## About this exercise:
Which of the lines below holds the string "FinancingTerms"? Copy every line that does.

## Supplied entries:
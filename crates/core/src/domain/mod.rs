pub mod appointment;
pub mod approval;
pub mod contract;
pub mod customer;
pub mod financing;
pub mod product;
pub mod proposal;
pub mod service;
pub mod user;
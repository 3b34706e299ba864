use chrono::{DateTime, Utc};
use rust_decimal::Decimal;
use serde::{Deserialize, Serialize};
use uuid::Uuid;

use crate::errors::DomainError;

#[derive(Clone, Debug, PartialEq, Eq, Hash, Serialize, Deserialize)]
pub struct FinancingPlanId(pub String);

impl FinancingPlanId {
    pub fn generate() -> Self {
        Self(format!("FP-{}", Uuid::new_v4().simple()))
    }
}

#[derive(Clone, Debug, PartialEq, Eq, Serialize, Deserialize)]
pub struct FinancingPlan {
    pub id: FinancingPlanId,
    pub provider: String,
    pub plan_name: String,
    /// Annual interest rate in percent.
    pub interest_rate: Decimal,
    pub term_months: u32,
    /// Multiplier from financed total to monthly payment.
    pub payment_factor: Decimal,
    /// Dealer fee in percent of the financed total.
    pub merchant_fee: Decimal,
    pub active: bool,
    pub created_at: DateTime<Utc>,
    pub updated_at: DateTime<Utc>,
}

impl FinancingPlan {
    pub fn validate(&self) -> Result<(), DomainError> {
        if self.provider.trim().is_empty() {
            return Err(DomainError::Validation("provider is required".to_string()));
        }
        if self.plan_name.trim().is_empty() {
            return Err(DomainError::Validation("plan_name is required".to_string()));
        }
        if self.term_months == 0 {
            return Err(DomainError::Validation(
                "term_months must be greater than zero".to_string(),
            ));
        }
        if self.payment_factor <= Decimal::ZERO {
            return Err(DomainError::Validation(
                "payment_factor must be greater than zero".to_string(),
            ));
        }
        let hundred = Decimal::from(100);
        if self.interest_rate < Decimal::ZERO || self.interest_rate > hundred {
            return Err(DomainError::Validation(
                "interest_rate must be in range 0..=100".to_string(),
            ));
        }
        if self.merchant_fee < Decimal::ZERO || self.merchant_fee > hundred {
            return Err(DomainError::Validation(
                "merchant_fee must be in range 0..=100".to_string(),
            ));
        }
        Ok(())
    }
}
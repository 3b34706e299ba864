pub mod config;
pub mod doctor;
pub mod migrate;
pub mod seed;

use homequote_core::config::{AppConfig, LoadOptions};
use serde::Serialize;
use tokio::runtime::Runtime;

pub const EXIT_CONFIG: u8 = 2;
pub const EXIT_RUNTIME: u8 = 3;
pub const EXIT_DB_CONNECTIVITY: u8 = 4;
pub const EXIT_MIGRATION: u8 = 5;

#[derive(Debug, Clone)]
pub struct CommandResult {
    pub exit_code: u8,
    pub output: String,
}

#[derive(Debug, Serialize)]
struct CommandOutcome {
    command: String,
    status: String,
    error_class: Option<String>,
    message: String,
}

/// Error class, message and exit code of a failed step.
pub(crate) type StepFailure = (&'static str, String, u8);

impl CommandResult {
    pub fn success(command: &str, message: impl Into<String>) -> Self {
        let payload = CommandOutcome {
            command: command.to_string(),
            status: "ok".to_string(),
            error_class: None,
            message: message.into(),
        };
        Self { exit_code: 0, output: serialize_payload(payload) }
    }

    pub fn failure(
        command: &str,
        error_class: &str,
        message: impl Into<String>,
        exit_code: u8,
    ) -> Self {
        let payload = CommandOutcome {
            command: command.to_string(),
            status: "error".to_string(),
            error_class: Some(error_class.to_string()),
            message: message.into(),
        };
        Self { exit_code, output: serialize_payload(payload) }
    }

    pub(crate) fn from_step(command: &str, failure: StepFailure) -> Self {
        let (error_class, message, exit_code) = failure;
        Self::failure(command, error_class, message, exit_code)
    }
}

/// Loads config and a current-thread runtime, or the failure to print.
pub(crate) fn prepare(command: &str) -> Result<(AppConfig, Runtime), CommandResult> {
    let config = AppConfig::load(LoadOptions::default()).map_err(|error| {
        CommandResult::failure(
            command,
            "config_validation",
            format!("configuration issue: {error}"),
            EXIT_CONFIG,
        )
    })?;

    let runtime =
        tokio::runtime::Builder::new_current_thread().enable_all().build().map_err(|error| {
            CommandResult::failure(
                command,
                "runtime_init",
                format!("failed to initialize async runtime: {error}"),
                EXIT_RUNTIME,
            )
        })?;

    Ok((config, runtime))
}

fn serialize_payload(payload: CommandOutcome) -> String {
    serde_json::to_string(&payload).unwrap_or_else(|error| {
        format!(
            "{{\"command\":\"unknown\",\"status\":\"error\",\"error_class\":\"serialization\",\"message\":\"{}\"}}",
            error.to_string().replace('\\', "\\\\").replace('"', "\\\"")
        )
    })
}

--

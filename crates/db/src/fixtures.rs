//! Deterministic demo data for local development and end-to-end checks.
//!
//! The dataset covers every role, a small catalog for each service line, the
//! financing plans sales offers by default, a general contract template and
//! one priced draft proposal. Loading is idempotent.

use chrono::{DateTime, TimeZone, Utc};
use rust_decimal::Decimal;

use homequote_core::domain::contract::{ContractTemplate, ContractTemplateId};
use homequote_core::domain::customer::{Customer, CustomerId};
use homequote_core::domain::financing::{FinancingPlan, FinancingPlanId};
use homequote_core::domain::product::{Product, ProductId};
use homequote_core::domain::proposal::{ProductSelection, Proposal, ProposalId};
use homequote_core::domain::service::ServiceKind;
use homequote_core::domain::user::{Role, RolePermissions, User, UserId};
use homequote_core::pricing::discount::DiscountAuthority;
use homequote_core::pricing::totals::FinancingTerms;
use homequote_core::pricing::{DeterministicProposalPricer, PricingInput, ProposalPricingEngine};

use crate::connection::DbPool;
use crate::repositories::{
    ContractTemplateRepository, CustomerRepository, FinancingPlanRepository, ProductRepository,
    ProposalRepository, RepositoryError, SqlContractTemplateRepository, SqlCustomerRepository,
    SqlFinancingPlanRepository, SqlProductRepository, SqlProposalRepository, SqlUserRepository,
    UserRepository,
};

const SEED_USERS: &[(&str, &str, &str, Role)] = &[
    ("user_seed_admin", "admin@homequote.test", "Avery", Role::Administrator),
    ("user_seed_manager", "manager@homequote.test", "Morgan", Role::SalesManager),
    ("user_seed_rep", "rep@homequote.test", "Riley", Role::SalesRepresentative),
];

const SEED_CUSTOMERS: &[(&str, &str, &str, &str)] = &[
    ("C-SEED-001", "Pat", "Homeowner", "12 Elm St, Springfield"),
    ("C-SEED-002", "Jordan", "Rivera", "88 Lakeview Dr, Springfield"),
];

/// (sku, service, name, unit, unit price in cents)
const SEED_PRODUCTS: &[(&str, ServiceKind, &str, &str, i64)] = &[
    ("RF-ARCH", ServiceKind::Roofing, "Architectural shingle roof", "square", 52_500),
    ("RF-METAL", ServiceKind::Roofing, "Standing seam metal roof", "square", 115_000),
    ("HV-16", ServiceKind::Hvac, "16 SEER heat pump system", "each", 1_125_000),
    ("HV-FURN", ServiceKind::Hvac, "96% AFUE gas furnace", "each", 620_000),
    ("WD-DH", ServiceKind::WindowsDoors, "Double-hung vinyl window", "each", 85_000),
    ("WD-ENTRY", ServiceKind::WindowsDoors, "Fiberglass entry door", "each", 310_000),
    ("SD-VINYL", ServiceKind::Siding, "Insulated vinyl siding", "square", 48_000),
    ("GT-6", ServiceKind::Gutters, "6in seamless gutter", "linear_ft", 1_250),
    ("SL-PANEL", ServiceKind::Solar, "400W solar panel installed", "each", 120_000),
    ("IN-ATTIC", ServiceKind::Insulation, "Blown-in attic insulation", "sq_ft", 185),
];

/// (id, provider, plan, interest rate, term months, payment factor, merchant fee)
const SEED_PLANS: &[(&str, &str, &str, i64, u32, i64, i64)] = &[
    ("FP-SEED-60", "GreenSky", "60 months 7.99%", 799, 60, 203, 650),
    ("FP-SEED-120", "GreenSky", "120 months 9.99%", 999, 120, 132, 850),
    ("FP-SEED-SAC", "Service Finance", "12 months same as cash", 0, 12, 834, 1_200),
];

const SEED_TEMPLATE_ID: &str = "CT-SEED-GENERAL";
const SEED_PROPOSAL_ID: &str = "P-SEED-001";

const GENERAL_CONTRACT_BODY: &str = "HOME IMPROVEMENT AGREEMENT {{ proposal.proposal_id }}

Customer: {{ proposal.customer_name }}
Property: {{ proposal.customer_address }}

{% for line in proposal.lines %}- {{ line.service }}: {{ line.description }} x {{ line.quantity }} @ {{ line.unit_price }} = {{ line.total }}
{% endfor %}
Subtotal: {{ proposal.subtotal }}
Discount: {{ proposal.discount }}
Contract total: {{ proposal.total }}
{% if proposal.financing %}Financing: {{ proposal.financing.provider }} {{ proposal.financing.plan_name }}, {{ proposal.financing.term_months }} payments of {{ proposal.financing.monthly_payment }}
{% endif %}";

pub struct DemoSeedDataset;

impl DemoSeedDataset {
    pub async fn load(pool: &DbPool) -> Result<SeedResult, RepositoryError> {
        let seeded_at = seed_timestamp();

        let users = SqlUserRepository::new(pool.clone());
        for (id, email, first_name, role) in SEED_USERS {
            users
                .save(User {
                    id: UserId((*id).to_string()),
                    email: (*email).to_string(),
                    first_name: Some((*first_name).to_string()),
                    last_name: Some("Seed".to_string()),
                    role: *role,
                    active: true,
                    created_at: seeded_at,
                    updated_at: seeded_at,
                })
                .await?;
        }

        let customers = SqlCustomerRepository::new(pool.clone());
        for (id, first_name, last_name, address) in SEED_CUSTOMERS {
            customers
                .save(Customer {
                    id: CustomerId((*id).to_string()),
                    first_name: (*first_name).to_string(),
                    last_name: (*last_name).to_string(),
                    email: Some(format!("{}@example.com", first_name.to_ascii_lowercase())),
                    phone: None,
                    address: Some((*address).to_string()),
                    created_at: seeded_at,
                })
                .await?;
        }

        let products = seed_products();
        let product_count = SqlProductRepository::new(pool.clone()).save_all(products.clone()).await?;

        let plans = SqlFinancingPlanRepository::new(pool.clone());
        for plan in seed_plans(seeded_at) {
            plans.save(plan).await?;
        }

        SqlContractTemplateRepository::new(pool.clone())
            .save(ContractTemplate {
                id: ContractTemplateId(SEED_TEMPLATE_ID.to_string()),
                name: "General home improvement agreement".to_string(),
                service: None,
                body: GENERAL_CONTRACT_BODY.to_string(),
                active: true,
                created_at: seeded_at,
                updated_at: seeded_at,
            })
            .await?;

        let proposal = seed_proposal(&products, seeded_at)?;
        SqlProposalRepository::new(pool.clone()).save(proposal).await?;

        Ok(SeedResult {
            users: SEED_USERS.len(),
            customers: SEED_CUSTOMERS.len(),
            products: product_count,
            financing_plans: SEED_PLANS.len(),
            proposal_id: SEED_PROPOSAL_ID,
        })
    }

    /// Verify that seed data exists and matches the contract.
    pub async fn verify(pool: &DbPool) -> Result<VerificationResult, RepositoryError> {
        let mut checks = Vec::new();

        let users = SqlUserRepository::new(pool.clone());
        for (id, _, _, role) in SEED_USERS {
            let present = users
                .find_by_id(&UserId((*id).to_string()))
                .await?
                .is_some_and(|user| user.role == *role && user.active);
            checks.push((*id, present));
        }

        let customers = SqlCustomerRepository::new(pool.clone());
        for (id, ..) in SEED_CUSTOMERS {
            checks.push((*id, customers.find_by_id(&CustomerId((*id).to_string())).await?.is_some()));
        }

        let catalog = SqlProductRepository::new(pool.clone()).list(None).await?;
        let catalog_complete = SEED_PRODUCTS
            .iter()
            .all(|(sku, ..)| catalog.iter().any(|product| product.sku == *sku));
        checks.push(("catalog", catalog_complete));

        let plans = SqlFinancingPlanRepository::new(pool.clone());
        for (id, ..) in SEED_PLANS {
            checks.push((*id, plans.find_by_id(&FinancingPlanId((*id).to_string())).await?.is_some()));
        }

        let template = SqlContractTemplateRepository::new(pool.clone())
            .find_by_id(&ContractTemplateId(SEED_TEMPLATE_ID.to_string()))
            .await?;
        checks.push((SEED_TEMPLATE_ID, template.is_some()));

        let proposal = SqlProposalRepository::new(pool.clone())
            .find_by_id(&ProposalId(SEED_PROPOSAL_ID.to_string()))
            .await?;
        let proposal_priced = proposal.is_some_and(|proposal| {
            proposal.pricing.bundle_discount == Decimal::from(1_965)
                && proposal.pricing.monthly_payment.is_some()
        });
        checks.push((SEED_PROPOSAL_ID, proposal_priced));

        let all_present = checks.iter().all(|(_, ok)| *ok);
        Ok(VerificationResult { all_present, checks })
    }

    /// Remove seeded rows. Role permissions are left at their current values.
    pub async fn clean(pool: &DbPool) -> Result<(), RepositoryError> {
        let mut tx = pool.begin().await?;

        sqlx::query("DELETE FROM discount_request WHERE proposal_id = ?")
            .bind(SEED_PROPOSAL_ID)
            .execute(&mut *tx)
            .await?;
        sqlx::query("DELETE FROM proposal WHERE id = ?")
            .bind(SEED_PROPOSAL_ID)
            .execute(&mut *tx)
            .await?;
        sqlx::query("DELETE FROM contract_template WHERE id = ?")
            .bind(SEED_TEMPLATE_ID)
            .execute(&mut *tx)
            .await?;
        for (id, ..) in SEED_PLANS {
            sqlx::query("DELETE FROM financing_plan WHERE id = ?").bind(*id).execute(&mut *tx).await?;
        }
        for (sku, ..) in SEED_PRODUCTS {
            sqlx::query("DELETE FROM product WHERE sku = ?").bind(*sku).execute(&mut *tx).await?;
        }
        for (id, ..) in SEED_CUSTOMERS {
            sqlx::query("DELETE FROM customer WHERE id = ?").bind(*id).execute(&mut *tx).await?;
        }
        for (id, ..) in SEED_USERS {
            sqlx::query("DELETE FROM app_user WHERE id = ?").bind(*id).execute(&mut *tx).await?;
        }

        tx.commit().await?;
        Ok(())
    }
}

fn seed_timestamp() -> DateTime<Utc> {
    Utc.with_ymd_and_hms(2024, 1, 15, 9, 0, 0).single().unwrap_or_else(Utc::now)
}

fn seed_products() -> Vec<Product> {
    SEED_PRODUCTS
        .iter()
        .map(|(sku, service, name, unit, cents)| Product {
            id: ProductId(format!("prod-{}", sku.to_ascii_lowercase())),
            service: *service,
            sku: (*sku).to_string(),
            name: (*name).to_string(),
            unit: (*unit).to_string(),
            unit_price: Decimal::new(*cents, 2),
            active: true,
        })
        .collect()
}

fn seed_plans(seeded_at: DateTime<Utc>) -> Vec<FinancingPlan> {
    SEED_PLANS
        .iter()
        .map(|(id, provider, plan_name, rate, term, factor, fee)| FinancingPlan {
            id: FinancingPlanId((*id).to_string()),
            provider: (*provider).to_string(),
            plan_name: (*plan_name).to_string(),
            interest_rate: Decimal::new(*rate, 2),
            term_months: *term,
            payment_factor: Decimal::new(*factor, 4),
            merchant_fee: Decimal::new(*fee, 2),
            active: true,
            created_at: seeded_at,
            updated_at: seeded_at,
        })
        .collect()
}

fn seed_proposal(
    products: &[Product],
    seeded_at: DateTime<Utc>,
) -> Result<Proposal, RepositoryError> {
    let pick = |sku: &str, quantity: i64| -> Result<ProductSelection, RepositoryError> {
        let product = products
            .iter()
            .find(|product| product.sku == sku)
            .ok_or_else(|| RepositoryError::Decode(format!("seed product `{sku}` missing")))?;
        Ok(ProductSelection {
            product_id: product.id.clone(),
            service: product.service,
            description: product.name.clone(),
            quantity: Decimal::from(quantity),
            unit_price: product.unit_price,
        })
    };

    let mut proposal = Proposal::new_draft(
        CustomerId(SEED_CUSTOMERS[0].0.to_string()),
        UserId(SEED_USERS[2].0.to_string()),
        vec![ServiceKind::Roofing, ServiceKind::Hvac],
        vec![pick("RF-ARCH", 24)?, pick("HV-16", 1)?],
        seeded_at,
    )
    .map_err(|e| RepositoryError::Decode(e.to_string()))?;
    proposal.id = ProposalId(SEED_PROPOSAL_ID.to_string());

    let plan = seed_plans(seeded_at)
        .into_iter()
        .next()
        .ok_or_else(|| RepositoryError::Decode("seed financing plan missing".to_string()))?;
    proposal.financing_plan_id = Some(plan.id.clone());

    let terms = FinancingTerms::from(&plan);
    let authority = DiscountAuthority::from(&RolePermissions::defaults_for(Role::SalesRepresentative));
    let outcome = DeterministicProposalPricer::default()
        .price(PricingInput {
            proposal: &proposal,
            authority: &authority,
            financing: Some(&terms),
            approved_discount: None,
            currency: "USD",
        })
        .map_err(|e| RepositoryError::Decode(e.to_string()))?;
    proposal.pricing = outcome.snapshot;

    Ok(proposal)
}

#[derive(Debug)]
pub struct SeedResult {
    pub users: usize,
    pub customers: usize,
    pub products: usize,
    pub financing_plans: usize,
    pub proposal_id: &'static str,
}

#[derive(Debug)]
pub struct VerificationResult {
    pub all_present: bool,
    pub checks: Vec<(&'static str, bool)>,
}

## Completed task:
use homequote_core::pricing::totals::FinancingTerms;
    let terms = FinancingTerms::from(&plan);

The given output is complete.